Avocat: l’Iran accuse un touriste français d’avoir espionné l’islamique Nazanin Zaghari-Ratcliffe France Donald Trump Téhéran

L’Iran a accusé un touriste français d’espionnage et de «diffusion de propagande contre le système», a déclaré lundi son avocat, la dernière d’une série d’affaires contre des étrangers à un moment de tensions accrues entre l’Iran et l’Occident.

Benjamin Berier a été arrêté il y a une dizaine de mois après avoir pris des photos dans une zone désertique où la photographie est interdite et posé des questions sur les réseaux sociaux sur le foulard islamique obligatoire en Iran pour les femmes, a déclaré son avocat Saeed Dehghan.

Dehghan a déclaré à l’Associated Press que les accusations avaient été portées lors d’une audience dimanche au ministère de la Justice de la ville de Mashahd, dans le nord-est du pays. Il a dit que Berier était en bonne santé.

Cependant, «il est en colère à cause des accusations» et de la durée de sa détention, a déclaré Dehghan. Il a déclaré que le procureur principal de la ville devait décider dans les prochains jours de renvoyer l’affaire devant un juge.

«Si le procureur approuve l’accusation, son cas sera renvoyé à un juge pour qu’il se prononce», a déclaré Dehghan.

Les autorités détenaient Berier dans une prison de Mashhad, a déclaré Dehghan. En vertu de la loi iranienne, une condamnation pour espionnage peut entraîner jusqu’à 10 ans de prison.

L’avocat a déclaré que Berier avait eu des contacts téléphoniques avec sa famille en France et que les autorités lui avaient fourni un accès consulaire et légal ces derniers mois.

Berier est devenu le dernier Occidental détenu pour des accusations d’espionnage largement critiquées.

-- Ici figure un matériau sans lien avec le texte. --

use seed::prelude::*;
use serde::de::DeserializeOwned;
use shared::{CitiesResponse, City, OptimizationResult, OptimizeRequest};

use crate::error::FetchFailure;

pub async fn fetch_cities(api_root: String) -> Result<Vec<City>, FetchFailure> {
    let request = Request::new(format!("{api_root}/cities")).method(Method::Get);
    let body: CitiesResponse = send(request).await?;
    Ok(body.cities)
}

pub async fn optimize(
    api_root: String,
    payload: OptimizeRequest,
) -> Result<OptimizationResult, FetchFailure> {
    let request = Request::new(format!("{api_root}/optimize"))
        .method(Method::Post)
        .json(&payload)
        .map_err(|err| FetchFailure::Build(format!("{err:?}")))?;
    send(request).await
}

async fn send<T: DeserializeOwned + 'static>(request: Request<'_>) -> Result<T, FetchFailure> {
    let raw = request
        .fetch()
        .await
        .map_err(|err| FetchFailure::Network(format!("{err:?}")))?;
    let response = raw
        .check_status()
        .map_err(|err| FetchFailure::Status(format!("{err:?}")))?;
    response
        .json::<T>()
        .await
        .map_err(|err| FetchFailure::Payload(format!("{err:?}")))
}
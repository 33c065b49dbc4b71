use std::collections::HashSet;

use shared::City;

use crate::{error::CatalogError, render::MapSurface};

/// Cities offered for selection, in the order the service listed them.
#[derive(Debug, Clone, Default)]
pub struct Catalog {
    cities: Vec<City>,
}

impl Catalog {
    /// Validates the whole list before accepting any of it.
    pub fn from_cities(cities: Vec<City>) -> Result<Self, CatalogError> {
        let mut seen = HashSet::with_capacity(cities.len());
        for city in &cities {
            if !city.coordinate().is_finite() {
                return Err(CatalogError::InvalidCoordinate(city.name.clone()));
            }
            if !seen.insert(city.name.as_str()) {
                return Err(CatalogError::DuplicateCity(city.name.clone()));
            }
        }
        Ok(Self { cities })
    }

    pub fn names(&self) -> impl Iterator<Item = &str> {
        self.cities.iter().map(|city| city.name.as_str())
    }

    pub fn is_empty(&self) -> bool {
        self.cities.is_empty()
    }

    pub fn len(&self) -> usize {
        self.cities.len()
    }

    /// One clickable marker per city.
    pub fn place_markers(&self, map: &mut impl MapSurface) {
        for city in &self.cities {
            map.add_city_marker(city);
        }
    }
}
use serde_wasm_bindgen::to_value;
use shared::{City, Coordinate, RouteBounds};
use wasm_bindgen::prelude::{JsValue, wasm_bindgen};

use crate::{
    config::MapConfig,
    render::{LineStyle, MapSurface, OverlayId},
};

/// Browser event a city marker fires when clicked; `detail` is `{ name }`.
pub const MARKER_CLICK_EVENT: &str = "city-marker-click";

#[wasm_bindgen(module = "/leaflet_map.js")]
extern "C" {
    #[wasm_bindgen(js_name = initMap)]
    fn init_map_js(config: JsValue);
    #[wasm_bindgen(js_name = addCityMarker)]
    fn add_city_marker_js(city: JsValue);
    #[wasm_bindgen(js_name = addRoute)]
    fn add_route_js(coords: JsValue, style: JsValue) -> u32;
    #[wasm_bindgen(js_name = removeRoute)]
    fn remove_route_js(id: u32);
    #[wasm_bindgen(js_name = fitRoutes)]
    fn fit_routes_js(bounds: JsValue, padding: u32);
}

/// [`MapSurface`] backed by the Leaflet map in `leaflet_map.js`.
#[derive(Debug, Default)]
pub struct LeafletMap;

impl LeafletMap {
    pub fn mount(config: &MapConfig) -> Self {
        match to_value(config) {
            Ok(value) => init_map_js(value),
            Err(err) => tracing::error!("map config not serializable: {err}"),
        }
        Self
    }
}

impl MapSurface for LeafletMap {
    fn add_city_marker(&mut self, city: &City) {
        match to_value(city) {
            Ok(value) => add_city_marker_js(value),
            Err(err) => tracing::warn!("skipping marker for {}: {err}", city.name),
        }
    }

    fn add_route(&mut self, path: &[Coordinate], style: &LineStyle) -> OverlayId {
        let coords = to_value(path).unwrap_or(JsValue::NULL);
        let style = to_value(style).unwrap_or(JsValue::NULL);
        OverlayId(add_route_js(coords, style))
    }

    fn remove_route(&mut self, id: OverlayId) {
        remove_route_js(id.0);
    }

    fn fit_bounds(&mut self, bounds: RouteBounds, padding_px: u32) {
        if let Ok(value) = to_value(&bounds) {
            fit_routes_js(value, padding_px);
        }
    }
}
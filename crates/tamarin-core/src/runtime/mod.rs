//! Runtime data model: values, heap objects, scopes, and functions.

pub mod function;
pub mod object;
pub mod scope;
pub mod value;

pub use function::{Callable, Closure, NativeFn};
pub use object::RuntimeObject;
pub use scope::{ScopeArena, ScopeId};
pub use value::Value;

Dimanche, l’éminent double national britannique et iranien Nazanin Zaghari-Ratcliffe est réapparu devant un tribunal de Téhéran pour faire face à des accusations similaires de diffusion de propagande après avoir purgé une peine de cinq ans de prison. Elle reste dans les limbes en Iran en attendant le verdict, incapable de rentrer chez elle à Londres.

Les cas surviennent alors que l’Iran intensifie la pression sur les États-Unis et les puissances européennes, y compris la France et la Grande-Bretagne, pour qu’ils accordent l’allégement des sanctions dont le pays a grandement besoin dans le cadre de son accord nucléaire en lambeaux avec les puissances mondiales.

Alors que l’ancien président Donald Trump a abandonné l’accord nucléaire historique avec l’Iran en 2018 et a réimposé des sanctions sévères contre le pays, le président Joe Biden a proposé de se joindre à des pourparlers en vue de rétablir l’accord. Mais Washington et Téhéran sont dans une impasse, chacun insistant sur l’autre pour relancer l’accord.

Les groupes de défense des droits de l’homme accusent les extrémistes des agences de sécurité iraniennes d’utiliser des détenus étrangers comme monnaie d’échange pour de l’argent ou de l’influence dans les négociations avec l’Occident. Téhéran le nie, mais il y a eu de tels échanges de prisonniers dans le passé. En mars dernier, par exemple, l’Iran et la France ont troqué le chercheur français Roland Marchal contre l’ingénieur iranien Jalal Ruhollahnejad.